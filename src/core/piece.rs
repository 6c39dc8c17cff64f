//! Pieces and their positions.
//!
//! A piece is always in exactly one of four places:
//! - `Home`: not yet entered (the yard)
//! - `Ring(cell)`: on the shared circular track
//! - `Lane(cell)`: inside its owner's private safe lane
//! - `Finished`: completed the safe lane (terminal marker)
//!
//! `PieceState` is derived from `Position` and never stored, so the two
//! cannot drift apart.

use serde::{Deserialize, Serialize};

/// Piece identifier, unique within a game.
#[derive(Clone, Copy, Debug, PartialEq, Eq, Hash, PartialOrd, Ord, Serialize, Deserialize)]
#[serde(transparent)]
pub struct PieceId(pub u16);

impl PieceId {
    /// Create a new piece ID.
    #[must_use]
    pub const fn new(id: u16) -> Self {
        Self(id)
    }

    /// Get the raw ID value.
    #[must_use]
    pub const fn raw(self) -> u16 {
        self.0
    }
}

impl std::fmt::Display for PieceId {
    fn fmt(&self, f: &mut std::fmt::Formatter<'_>) -> std::fmt::Result {
        write!(f, "#{}", self.0)
    }
}

/// Where a piece currently is.
#[derive(Clone, Copy, Debug, PartialEq, Eq, Hash, Serialize, Deserialize)]
#[serde(rename_all = "snake_case", tag = "kind", content = "cell")]
pub enum Position {
    /// Not yet on the board.
    Home,
    /// Absolute ring cell, `0..ring_length`.
    Ring(u16),
    /// Cell of the owner's safe lane, `0..lane_length`.
    Lane(u16),
    /// Safe lane fully traversed. Never moves again.
    Finished,
}

impl Position {
    /// Piece state implied by this position.
    #[must_use]
    pub const fn state(self) -> PieceState {
        match self {
            Position::Home => PieceState::Home,
            Position::Ring(_) => PieceState::Active,
            Position::Lane(_) | Position::Finished => PieceState::Safe,
        }
    }

    /// Ring cell, if the piece is on the shared ring.
    #[must_use]
    pub const fn ring_cell(self) -> Option<u16> {
        match self {
            Position::Ring(cell) => Some(cell),
            _ => None,
        }
    }
}

/// Coarse piece state as shown to clients.
#[derive(Clone, Copy, Debug, PartialEq, Eq, Hash, Serialize, Deserialize)]
#[serde(rename_all = "lowercase")]
pub enum PieceState {
    Home,
    Active,
    Safe,
}

/// A single piece.
#[derive(Clone, Copy, Debug, PartialEq, Eq, Hash, Serialize, Deserialize)]
pub struct GamePiece {
    pub id: PieceId,
    pub position: Position,
}

impl GamePiece {
    /// Create a piece waiting at home.
    #[must_use]
    pub const fn at_home(id: PieceId) -> Self {
        Self {
            id,
            position: Position::Home,
        }
    }

    /// Derived state (home / active / safe).
    #[must_use]
    pub const fn state(&self) -> PieceState {
        self.position.state()
    }

    /// Whether the piece reached the terminal marker.
    #[must_use]
    pub fn is_finished(&self) -> bool {
        self.position == Position::Finished
    }
}

#[cfg(test)]
mod tests {
    use super::*;

    #[test]
    fn test_state_follows_position() {
        assert_eq!(Position::Home.state(), PieceState::Home);
        assert_eq!(Position::Ring(0).state(), PieceState::Active);
        assert_eq!(Position::Ring(51).state(), PieceState::Active);
        assert_eq!(Position::Lane(0).state(), PieceState::Safe);
        assert_eq!(Position::Finished.state(), PieceState::Safe);
    }

    #[test]
    fn test_ring_cell() {
        assert_eq!(Position::Ring(17).ring_cell(), Some(17));
        assert_eq!(Position::Lane(2).ring_cell(), None);
        assert_eq!(Position::Home.ring_cell(), None);
    }

    #[test]
    fn test_piece_at_home() {
        let piece = GamePiece::at_home(PieceId::new(3));
        assert_eq!(piece.state(), PieceState::Home);
        assert!(!piece.is_finished());
        assert_eq!(format!("{}", piece.id), "#3");
    }

    #[test]
    fn test_position_serialization() {
        let json = serde_json::to_string(&Position::Ring(10)).unwrap();
        assert_eq!(json, r#"{"kind":"ring","cell":10}"#);

        let home: Position = serde_json::from_str(r#"{"kind":"home"}"#).unwrap();
        assert_eq!(home, Position::Home);
    }
}
//! Game rules.
//!
//! - `dice`: bonus rolls and the consecutive-six limit
//! - `movement`: legal moves, destinations, captures
//! - `turn`: who plays next
//! - `win`: end-of-game detection
//! - `engine`: the `roll` / `apply_move` facade tying the above together
//!
//! Every operation takes a snapshot by reference and returns a new one.

pub mod dice;
pub mod engine;
pub mod movement;
pub mod turn;
pub mod win;

pub use dice::{DiceResolver, RollResolution};
pub use engine::Engine;
pub use movement::{apply_move, destination, legal_moves, LegalMoves, MoveKind, MoveOutcome};
pub use turn::next_player;
pub use win::{check_win, has_won, Victory};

◆ ◆ ◆ ◆ ◆ ◆ ◆

### Problem requirements:
Identify each line in the records above that contains the word "None", and copy it out in full.

### Problem solution:
            _ => None,
        assert_eq!(Position::Lane(2).ring_cell(), None);
        assert_eq!(Position::Home.ring_cell(), None);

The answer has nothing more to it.